Saskatchewan (Somewhat) Modernizes Liquor Policies

Blog, Regulation, Steve Lafleur (historic), Uncategorized

Saskatchewan has some of the most restrictive liquor policies in the developed world. It doesn’t seem to do much to reduce drinking and driving, or problem drinking in general, but it does disproportionately tax young adults and the poor.

While the provincial government seems reluctant to make changes that will reduce the cost of alcohol, wine, or beer, they have introduced some modest changes to update the provinces out of date liquor laws. Among the 70 plus regulatory changes are allowing alcohol in salons, spas, and movie theatres, as well as allowing consumer to bring their own wine to restaurants. While these aren’t the type of regulatory changes that will have a noticeable effect on people’s day to day lives, it is nice to see that the province is expanding consumer choice to adults who want to have a beer with a movie, or a wine at the spa.

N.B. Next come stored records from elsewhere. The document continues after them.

use std::path::PathBuf;

use crate::types::TileAddress;

use super::request::FetchInfo;

/// Fetch parameters for one frame of a dataset.
pub trait TileInfo: Send + Sync {
    /// Identifier of the source, carried on every request.
    fn unique_id(&self) -> &str;

    /// Where to fetch `tile` from.
    fn fetch_info_for_tile(&self, tile: TileAddress) -> FetchInfo;
}

#[derive(Debug, Clone, Copy, PartialEq, Eq)]
enum TemplateTarget {
    Url,
    File,
}

/// `{z}`/`{x}`/`{y}` substitution into a URL or file path.
#[derive(Debug, Clone)]
pub struct TemplateTileInfo {
    unique_id: String,
    template: String,
    target: TemplateTarget,
}

impl TemplateTileInfo {
    pub fn url(unique_id: impl Into<String>, template: impl Into<String>) -> Self {
        Self {
            unique_id: unique_id.into(),
            template: template.into(),
            target: TemplateTarget::Url,
        }
    }

    pub fn file(unique_id: impl Into<String>, template: impl Into<String>) -> Self {
        Self {
            unique_id: unique_id.into(),
            template: template.into(),
            target: TemplateTarget::File,
        }
    }

    fn expand(&self, tile: TileAddress) -> String {
        self.template
            .replace("{z}", &tile.level.to_string())
            .replace("{x}", &tile.x.to_string())
            .replace("{y}", &tile.y.to_string())
    }
}

impl TileInfo for TemplateTileInfo {
    fn unique_id(&self) -> &str {
        &self.unique_id
    }

    fn fetch_info_for_tile(&self, tile: TileAddress) -> FetchInfo {
        let expanded = self.expand(tile);
        match self.target {
            TemplateTarget::Url => FetchInfo::Url(expanded),
            TemplateTarget::File => FetchInfo::File(PathBuf::from(expanded)),
        }
    }
}

#[cfg(test)]
mod tests {
    use super::*;

    #[test]
    fn url_template_expansion() {
        let info = TemplateTileInfo::url("osm", "https://tiles.example/{z}/{x}/{y}.png");
        assert_eq!(info.unique_id(), "osm");
        assert_eq!(
            info.fetch_info_for_tile(TileAddress::new(2, 1, 3)),
            FetchInfo::Url("https://tiles.example/2/1/3.png".into())
        );
    }

    #[test]
    fn file_template_expansion() {
        let info = TemplateTileInfo::file("dem", "/data/dem/{z}_{x}_{y}.bin");
        assert_eq!(
            info.fetch_info_for_tile(TileAddress::new(5, 10, 4)),
            FetchInfo::File(PathBuf::from("/data/dem/5_10_4.bin"))
        );
    }
}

There are two changes that aren’t generating headlines that are far more important than the above. The first is that brewpubs can double the amount of beer they produce annually. For those of us who enjoy craft beer, this is welcome news. The second is that off-sales will be expanded to restaurants and taverns. This is a simple matter of fairness. There is no compelling reason why hotels should be able to offer off-sales, but not restaurants and taverns (especially those that make the effort to provide specialty beer and wines).

The Frontier Centre has been leading the discussion on liquor policy for over a decade. In 2000 we began arguing that Saskatchewan should follow Alberta’s lead and privatize liquor distribution. We have subsequently authored several articles, and a comprehensive study on Saskatchewan liquor policy in 2009. More recently, we hosted a liquor policy panel at the University of Regina in October where we brought industry members and policy experts together to discuss the provinces liquor laws.

The provincial government still has a long way to go in modernizing its liquor laws, but we are encouraged that there has been some movement on this file. When governments make regulatory changes, it is usually because public policy has shifted. We are glad to have played a part in advancing the public discussion on the issue, and will continue pressing for less restrictive liquor laws.